▶ [Task statement]:
Repeat every line of the data verbatim.

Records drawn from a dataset
//! Read boundary over the external document/inventory schema.
//!
//! Callers never build query text. They describe *what* they need with a
//! [`LineQuery`] and the backend binds every value as a parameter.

pub mod in_memory;

use std::sync::Arc;

use async_trait::async_trait;
use serde::{Deserialize, Serialize};
use thiserror::Error;

use scanbridge_core::{CardCode, DocEntry, ItemCode, PickListId, WarehouseCode};

use crate::model::{DocumentHeader, DocumentLineRecord, DocumentType, ItemMaster, PickList};

pub use in_memory::InMemoryCatalog;

/// Line status filter.
#[derive(Debug, Copy, Clone, PartialEq, Eq, Serialize, Deserialize)]
#[serde(rename_all = "snake_case")]
pub enum StatusFilter {
    /// Open lines on open, non-cancelled documents.
    Open,
    /// Any line on a non-cancelled document.
    NotCancelled,
}

/// Parameter object describing one document-line sub-query.
#[derive(Debug, Clone, PartialEq, Eq, Serialize, Deserialize)]
pub struct LineQuery {
    pub doc_type: DocumentType,
    pub status: StatusFilter,
    pub item_code: Option<ItemCode>,
    pub warehouse: Option<WarehouseCode>,
    pub from_warehouse: Option<WarehouseCode>,
    pub card_code: Option<CardCode>,
    /// Restrict to these entries. `Some(vec![])` matches nothing.
    pub doc_entries: Option<Vec<DocEntry>>,
    pub insured: Option<bool>,
    pub service_only: bool,
}

impl LineQuery {
    pub fn new(doc_type: DocumentType, status: StatusFilter) -> Self {
        Self {
            doc_type,
            status,
            item_code: None,
            warehouse: None,
            from_warehouse: None,
            card_code: None,
            doc_entries: None,
            insured: None,
            service_only: false,
        }
    }

    pub fn item(mut self, item_code: &ItemCode) -> Self {
        self.item_code = Some(item_code.clone());
        self
    }

    pub fn warehouse(mut self, warehouse: &WarehouseCode) -> Self {
        self.warehouse = Some(warehouse.clone());
        self
    }

    pub fn from_warehouse(mut self, warehouse: &WarehouseCode) -> Self {
        self.from_warehouse = Some(warehouse.clone());
        self
    }

    pub fn card_code(mut self, card_code: Option<&CardCode>) -> Self {
        self.card_code = card_code.cloned();
        self
    }

    pub fn entries(mut self, entries: &[DocEntry]) -> Self {
        self.doc_entries = Some(entries.to_vec());
        self
    }

    pub fn insured(mut self, insured: bool) -> Self {
        self.insured = Some(insured);
        self
    }

    pub fn service_only(mut self) -> Self {
        self.service_only = true;
        self
    }

    /// Whether a row satisfies every filter of this query.
    pub fn matches(&self, row: &DocumentLineRecord) -> bool {
        if row.doc_type != self.doc_type {
            return false;
        }
        let status_ok = match self.status {
            StatusFilter::Open => row.status == crate::model::DocumentStatus::Open && !row.cancelled,
            StatusFilter::NotCancelled => !row.cancelled,
        };
        if !status_ok {
            return false;
        }
        if self.item_code.as_ref().is_some_and(|i| i != &row.item_code) {
            return false;
        }
        if self.warehouse.as_ref().is_some_and(|w| w != &row.warehouse) {
            return false;
        }
        if let Some(from) = &self.from_warehouse {
            if row.from_warehouse.as_ref() != Some(from) {
                return false;
            }
        }
        if let Some(card) = &self.card_code {
            if row.card_code.as_ref() != Some(card) {
                return false;
            }
        }
        if self.doc_entries.as_ref().is_some_and(|e| !e.contains(&row.doc_entry)) {
            return false;
        }
        if self.insured.is_some_and(|i| i != row.insured) {
            return false;
        }
        if self.service_only && !row.service {
            return false;
        }
        true
    }
}

/// Catalog operation error.
///
/// These are **infrastructure errors**, as opposed to coded validation
/// outcomes which are returned as values.
#[derive(Debug, Clone, Error)]
pub enum CatalogError {
    /// The backing store could not be reached (retryable).
    #[error("catalog unavailable: {0}")]
    Unavailable(String),

    /// A query failed or returned rows that could not be decoded.
    #[error("catalog query failed: {0}")]
    Query(String),
}

impl CatalogError {
    pub fn is_retryable(&self) -> bool {
        matches!(self, CatalogError::Unavailable(_))
    }
}

/// Typed read access to ERP documents and master data.
///
/// Implementations must be safe to call concurrently; they never take part
/// in a write transaction.
#[async_trait]
pub trait DocumentCatalog: Send + Sync {
    async fn item(&self, item_code: &ItemCode) -> Result<Option<ItemMaster>, CatalogError>;

    /// Rows matching `query`, in no particular order.
    async fn document_lines(
        &self,
        query: &LineQuery,
    ) -> Result<Vec<DocumentLineRecord>, CatalogError>;

    async fn document_header(
        &self,
        doc_type: DocumentType,
        doc_entry: DocEntry,
    ) -> Result<Option<DocumentHeader>, CatalogError>;

    /// Total open quantity of one document's open lines in `warehouse`.
    async fn warehouse_open_quantity(
        &self,
        doc_type: DocumentType,
        doc_entry: DocEntry,
        warehouse: &WarehouseCode,
    ) -> Result<i64, CatalogError> {
        let query = LineQuery::new(doc_type, StatusFilter::Open)
            .warehouse(warehouse)
            .entries(&[doc_entry]);
        Ok(self
            .document_lines(&query)
            .await?
            .iter()
            .map(|r| r.open_quantity.max(0))
            .sum())
    }

    async fn pick_list(&self, id: PickListId) -> Result<Option<PickList>, CatalogError>;

    /// Whether deliveries to this customer must be made in pack units.
    async fn customer_requires_pack_unit(&self, card_code: &CardCode)
    -> Result<bool, CatalogError>;
}

#[async_trait]
impl<C> DocumentCatalog for Arc<C>
where
    C: DocumentCatalog + ?Sized,
{
    async fn item(&self, item_code: &ItemCode) -> Result<Option<ItemMaster>, CatalogError> {
        (**self).item(item_code).await
    }

    async fn document_lines(
        &self,
        query: &LineQuery,
    ) -> Result<Vec<DocumentLineRecord>, CatalogError> {
        (**self).document_lines(query).await
    }

    async fn document_header(
        &self,
        doc_type: DocumentType,
        doc_entry: DocEntry,
    ) -> Result<Option<DocumentHeader>, CatalogError> {
        (**self).document_header(doc_type, doc_entry).await
    }

    async fn warehouse_open_quantity(
        &self,
        doc_type: DocumentType,
        doc_entry: DocEntry,
        warehouse: &WarehouseCode,
    ) -> Result<i64, CatalogError> {
        (**self).warehouse_open_quantity(doc_type, doc_entry, warehouse).await
    }

    async fn pick_list(&self, id: PickListId) -> Result<Option<PickList>, CatalogError> {
        (**self).pick_list(id).await
    }

    async fn customer_requires_pack_unit(
        &self,
        card_code: &CardCode,
    ) -> Result<bool, CatalogError> {
        (**self).customer_requires_pack_unit(card_code).await
    }
}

▶ [Exercise solution]:
//! Read boundary over the external document/inventory schema.
//!
//! Callers never build query text. They describe *what* they need with a
//! [`LineQuery`] and the backend binds every value as a parameter.

pub mod in_memory;

use std::sync::Arc;

use async_trait::async_trait;
use serde::{Deserialize, Serialize};
use thiserror::Error;

use scanbridge_core::{CardCode, DocEntry, ItemCode, PickListId, WarehouseCode};

use crate::model::{DocumentHeader, DocumentLineRecord, DocumentType, ItemMaster, PickList};

pub use in_memory::InMemoryCatalog;

/// Line status filter.
#[derive(Debug, Copy, Clone, PartialEq, Eq, Serialize, Deserialize)]
#[serde(rename_all = "snake_case")]
pub enum StatusFilter {
    /// Open lines on open, non-cancelled documents.
    Open,
    /// Any line on a non-cancelled document.
    NotCancelled,
}

/// Parameter object describing one document-line sub-query.
#[derive(Debug, Clone, PartialEq, Eq, Serialize, Deserialize)]
pub struct LineQuery {
    pub doc_type: DocumentType,
    pub status: StatusFilter,
    pub item_code: Option<ItemCode>,
    pub warehouse: Option<WarehouseCode>,
    pub from_warehouse: Option<WarehouseCode>,
    pub card_code: Option<CardCode>,
    /// Restrict to these entries. `Some(vec![])` matches nothing.
    pub doc_entries: Option<Vec<DocEntry>>,
    pub insured: Option<bool>,
    pub service_only: bool,
}

impl LineQuery {
    pub fn new(doc_type: DocumentType, status: StatusFilter) -> Self {
        Self {
            doc_type,
            status,
            item_code: None,
            warehouse: None,
            from_warehouse: None,
            card_code: None,
            doc_entries: None,
            insured: None,
            service_only: false,
        }
    }

    pub fn item(mut self, item_code: &ItemCode) -> Self {
        self.item_code = Some(item_code.clone());
        self
    }

    pub fn warehouse(mut self, warehouse: &WarehouseCode) -> Self {
        self.warehouse = Some(warehouse.clone());
        self
    }

    pub fn from_warehouse(mut self, warehouse: &WarehouseCode) -> Self {
        self.from_warehouse = Some(warehouse.clone());
        self
    }

    pub fn card_code(mut self, card_code: Option<&CardCode>) -> Self {
        self.card_code = card_code.cloned();
        self
    }

    pub fn entries(mut self, entries: &[DocEntry]) -> Self {
        self.doc_entries = Some(entries.to_vec());
        self
    }

    pub fn insured(mut self, insured: bool) -> Self {
        self.insured = Some(insured);
        self
    }

    pub fn service_only(mut self) -> Self {
        self.service_only = true;
        self
    }

    /// Whether a row satisfies every filter of this query.
    pub fn matches(&self, row: &DocumentLineRecord) -> bool {
        if row.doc_type != self.doc_type {
            return false;
        }
        let status_ok = match self.status {
            StatusFilter::Open => row.status == crate::model::DocumentStatus::Open && !row.cancelled,
            StatusFilter::NotCancelled => !row.cancelled,
        };
        if !status_ok {
            return false;
        }
        if self.item_code.as_ref().is_some_and(|i| i != &row.item_code) {
            return false;
        }
        if self.warehouse.as_ref().is_some_and(|w| w != &row.warehouse) {
            return false;
        }
        if let Some(from) = &self.from_warehouse {
            if row.from_warehouse.as_ref() != Some(from) {
                return false;
            }
        }
        if let Some(card) = &self.card_code {
            if row.card_code.as_ref() != Some(card) {
                return false;
            }
        }
        if self.doc_entries.as_ref().is_some_and(|e| !e.contains(&row.doc_entry)) {
            return false;
        }
        if self.insured.is_some_and(|i| i != row.insured) {
            return false;
        }
        if self.service_only && !row.service {
            return false;
        }
        true
    }
}

/// Catalog operation error.
///
/// These are **infrastructure errors**, as opposed to coded validation
/// outcomes which are returned as values.
#[derive(Debug, Clone, Error)]
pub enum CatalogError {
    /// The backing store could not be reached (retryable).
    #[error("catalog unavailable: {0}")]
    Unavailable(String),

    /// A query failed or returned rows that could not be decoded.
    #[error("catalog query failed: {0}")]
    Query(String),
}

impl CatalogError {
    pub fn is_retryable(&self) -> bool {
        matches!(self, CatalogError::Unavailable(_))
    }
}

/// Typed read access to ERP documents and master data.
///
/// Implementations must be safe to call concurrently; they never take part
/// in a write transaction.
#[async_trait]
pub trait DocumentCatalog: Send + Sync {
    async fn item(&self, item_code: &ItemCode) -> Result<Option<ItemMaster>, CatalogError>;

    /// Rows matching `query`, in no particular order.
    async fn document_lines(
        &self,
        query: &LineQuery,
    ) -> Result<Vec<DocumentLineRecord>, CatalogError>;

    async fn document_header(
        &self,
        doc_type: DocumentType,
        doc_entry: DocEntry,
    ) -> Result<Option<DocumentHeader>, CatalogError>;

    /// Total open quantity of one document's open lines in `warehouse`.
    async fn warehouse_open_quantity(
        &self,
        doc_type: DocumentType,
        doc_entry: DocEntry,
        warehouse: &WarehouseCode,
    ) -> Result<i64, CatalogError> {
        let query = LineQuery::new(doc_type, StatusFilter::Open)
            .warehouse(warehouse)
            .entries(&[doc_entry]);
        Ok(self
            .document_lines(&query)
            .await?
            .iter()
            .map(|r| r.open_quantity.max(0))
            .sum())
    }

    async fn pick_list(&self, id: PickListId) -> Result<Option<PickList>, CatalogError>;

    /// Whether deliveries to this customer must be made in pack units.
    async fn customer_requires_pack_unit(&self, card_code: &CardCode)
    -> Result<bool, CatalogError>;
}

#[async_trait]
impl<C> DocumentCatalog for Arc<C>
where
    C: DocumentCatalog + ?Sized,
{
    async fn item(&self, item_code: &ItemCode) -> Result<Option<ItemMaster>, CatalogError> {
        (**self).item(item_code).await
    }

    async fn document_lines(
        &self,
        query: &LineQuery,
    ) -> Result<Vec<DocumentLineRecord>, CatalogError> {
        (**self).document_lines(query).await
    }

    async fn document_header(
        &self,
        doc_type: DocumentType,
        doc_entry: DocEntry,
    ) -> Result<Option<DocumentHeader>, CatalogError> {
        (**self).document_header(doc_type, doc_entry).await
    }

    async fn warehouse_open_quantity(
        &self,
        doc_type: DocumentType,
        doc_entry: DocEntry,
        warehouse: &WarehouseCode,
    ) -> Result<i64, CatalogError> {
        (**self).warehouse_open_quantity(doc_type, doc_entry, warehouse).await
    }

    async fn pick_list(&self, id: PickListId) -> Result<Option<PickList>, CatalogError> {
        (**self).pick_list(id).await
    }

    async fn customer_requires_pack_unit(
        &self,
        card_code: &CardCode,
    ) -> Result<bool, CatalogError> {
        (**self).customer_requires_pack_unit(card_code).await
    }
}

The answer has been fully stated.